Copy every line from the records below that holds the word "https".
--- --- ---
//! Service discovery and health check schemas.

use super::{
    AttributeSchema, BlockSchema, BodySchema, DefaultValue, LiteralKind, SchemaLink,
};

pub(crate) static SERVICE: BodySchema = BodySchema {
    description: "Registers the group or task with a service discovery provider so other workloads can locate it.",
    attributes: &[
        AttributeSchema {
            name: "name",
            description: "Specifies the name of the service. If not supplied, the name defaults to `<job>-<taskgroup>-<task>`.",
            required: false,
            value_type: Some(LiteralKind::String),
            default: None,
        },
        AttributeSchema {
            name: "port",
            description: "Specifies the port to advertise for this service. This is the label of a port configured in the `network` block, or a numeric port when `address_mode` is `driver`.",
            required: false,
            value_type: Some(LiteralKind::String),
            default: None,
        },
        AttributeSchema {
            name: "provider",
            description: "Specifies the service registration provider. Valid options are `consul` and `nomad`.",
            required: false,
            value_type: Some(LiteralKind::String),
            default: Some(DefaultValue::Str("consul")),
        },
        AttributeSchema {
            name: "address",
            description: "Specifies a custom address to advertise in Consul or Nomad service registration.",
            required: false,
            value_type: Some(LiteralKind::String),
            default: None,
        },
        AttributeSchema {
            name: "address_mode",
            description: "Specifies which address to advertise. Valid options are `alloc`, `api`, `auto`, `driver` and `host`.",
            required: false,
            value_type: Some(LiteralKind::String),
            default: Some(DefaultValue::Str("auto")),
        },
        AttributeSchema {
            name: "tags",
            description: "Specifies the list of tags to associate with this service.",
            required: false,
            value_type: Some(LiteralKind::ListOfString),
            default: None,
        },
        AttributeSchema {
            name: "canary_tags",
            description: "Specifies the list of tags to associate with this service when the service is part of an allocation that is currently a canary.",
            required: false,
            value_type: Some(LiteralKind::ListOfString),
            default: None,
        },
        AttributeSchema {
            name: "task",
            description: "Specifies the name of the Nomad task associated with this service definition. Only available on group services.",
            required: false,
            value_type: Some(LiteralKind::String),
            default: None,
        },
        AttributeSchema {
            name: "on_update",
            description: "Specifies how checks should be evaluated when determining deployment health. Valid options are `require_healthy`, `ignore_warnings` and `ignore`.",
            required: false,
            value_type: Some(LiteralKind::String),
            default: Some(DefaultValue::Str("require_healthy")),
        },
    ],
    blocks: &[BlockSchema {
        name: "check",
        description: "Specifies a health check associated with the service, used by the provider to judge the service healthy or unhealthy.",
        labeled: false,
        link: SchemaLink::Simple("check"),
    }],
    any_attribute: false,
};

pub(crate) static CHECK: BodySchema = BodySchema {
    description: "Defines a health check for the enclosing service.",
    attributes: &[
        AttributeSchema {
            name: "name",
            description: "Specifies the name of the health check. If not specified, a name is generated based on the service name.",
            required: false,
            value_type: Some(LiteralKind::String),
            default: None,
        },
        AttributeSchema {
            name: "type",
            description: "Indicates the check type. For Consul checks, valid options are `grpc`, `http`, `script` and `tcp`. For Nomad checks, valid options are `http` and `tcp`.",
            required: true,
            value_type: Some(LiteralKind::String),
            default: None,
        },
        AttributeSchema {
            name: "interval",
            description: "Specifies the frequency of the health checks. Specified using a label suffix like \"30s\" or \"1h\"; must be at least \"1s\".",
            required: true,
            value_type: Some(LiteralKind::String),
            default: None,
        },
        AttributeSchema {
            name: "timeout",
            description: "Specifies how long to wait for a health check query to succeed. Specified using a label suffix like \"30s\"; must be at least \"1s\".",
            required: true,
            value_type: Some(LiteralKind::String),
            default: None,
        },
        AttributeSchema {
            name: "path",
            description: "Specifies the path of the HTTP endpoint which will be queried to observe the health of a service. Nomad automatically adds the IP and port; this is the relative URL. Required for HTTP-based checks.",
            required: false,
            value_type: Some(LiteralKind::String),
            default: None,
        },
        AttributeSchema {
            name: "port",
            description: "Specifies the label of the port on which the check will be performed. The port label must match one defined in the `network` block. Inherits from the service's `port` if not supplied.",
            required: false,
            value_type: Some(LiteralKind::String),
            default: None,
        },
        AttributeSchema {
            name: "method",
            description: "Specifies the HTTP method to use for HTTP checks.",
            required: false,
            value_type: Some(LiteralKind::String),
            default: Some(DefaultValue::Str("GET")),
        },
        AttributeSchema {
            name: "protocol",
            description: "Specifies the protocol for HTTP-based health checks. Valid options are `http` and `https`.",
            required: false,
            value_type: Some(LiteralKind::String),
            default: Some(DefaultValue::Str("http")),
        },
        AttributeSchema {
            name: "address_mode",
            description: "Specifies which address this check should use. Valid options are `alloc`, `driver` and `host`. Unlike `port`, this is not inherited from the service.",
            required: false,
            value_type: Some(LiteralKind::String),
            default: Some(DefaultValue::Str("host")),
        },
        AttributeSchema {
            name: "command",
            description: "Specifies the command to run for script-based health checks. Must exit 0 for passing, 1 for warning, any other value for failing. Only supported by the Consul provider.",
            required: false,
            value_type: Some(LiteralKind::String),
            default: None,
        },
        AttributeSchema {
            name: "args",
            description: "Specifies additional arguments to the `command`. Only applies to script-based health checks.",
            required: false,
            value_type: Some(LiteralKind::ListOfString),
            default: None,
        },
        AttributeSchema {
            name: "initial_status",
            description: "Specifies the starting status of the service. Valid options are `passing`, `warning` and `critical`. Only supported by the Consul provider.",
            required: false,
            value_type: Some(LiteralKind::String),
            default: None,
        },
        AttributeSchema {
            name: "success_before_passing",
            description: "The number of consecutive successful checks required before the service status transitions to `passing`.",
            required: false,
            value_type: Some(LiteralKind::Number),
            default: Some(DefaultValue::Num(0)),
        },
        AttributeSchema {
            name: "failures_before_critical",
            description: "The number of consecutive failing checks required before the service status transitions to `critical`.",
            required: false,
            value_type: Some(LiteralKind::Number),
            default: Some(DefaultValue::Num(0)),
        },
        AttributeSchema {
            name: "expose",
            description: "Specifies whether an Expose Path should be automatically generated for this check. Only compatible with Connect-enabled task-group services using the default Connect proxy.",
            required: false,
            value_type: Some(LiteralKind::Bool),
            default: Some(DefaultValue::Bool(false)),
        },
        AttributeSchema {
            name: "tls_skip_verify",
            description: "Skips verification of certificates for `https` checks.",
            required: false,
            value_type: Some(LiteralKind::Bool),
            default: Some(DefaultValue::Bool(false)),
        },
        AttributeSchema {
            name: "task",
            description: "Specifies the task associated with this check. Scripts are executed within the task's environment.",
            required: false,
            value_type: Some(LiteralKind::String),
            default: None,
        },
        AttributeSchema {
            name: "on_update",
            description: "Specifies how this check should be evaluated when determining deployment health, overriding the service's value. Valid options are `require_healthy`, `ignore_warnings` and `ignore`.",
            required: false,
            value_type: Some(LiteralKind::String),
            default: Some(DefaultValue::Str("require_healthy")),
        },
    ],
    blocks: &[BlockSchema {
        name: "check_restart",
        description: "Instructs Nomad when to restart tasks with unhealthy service checks.",
        labeled: false,
        link: SchemaLink::Simple("check_restart"),
    }],
    any_attribute: false,
};

pub(crate) static CHECK_RESTART: BodySchema = BodySchema {
    description: "Restarts tasks whose associated checks stay unhealthy for too long.",
    attributes: &[
        AttributeSchema {
            name: "limit",
            description: "Restart task when a health check has failed `limit` times. A value of 1 causes a restart on the first failure; the default, 0, disables health check based restarts.",
            required: false,
            value_type: Some(LiteralKind::Number),
            default: Some(DefaultValue::Num(0)),
        },
        AttributeSchema {
            name: "grace",
            description: "Duration to wait after a task starts or restarts before checking its health.",
            required: false,
            value_type: Some(LiteralKind::String),
            default: Some(DefaultValue::Str("1s")),
        },
        AttributeSchema {
            name: "ignore_warnings",
            description: "By default checks failing in the warning state count towards the limit; set to true to treat warnings as healthy.",
            required: false,
            value_type: Some(LiteralKind::Bool),
            default: Some(DefaultValue::Bool(false)),
        },
    ],
    blocks: &[],
    any_attribute: false,
};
--- --- ---
— Answer for this exercise —
            description: "Specifies the protocol for HTTP-based health checks. Valid options are `http` and `https`.",
            description: "Skips verification of certificates for `https` checks.",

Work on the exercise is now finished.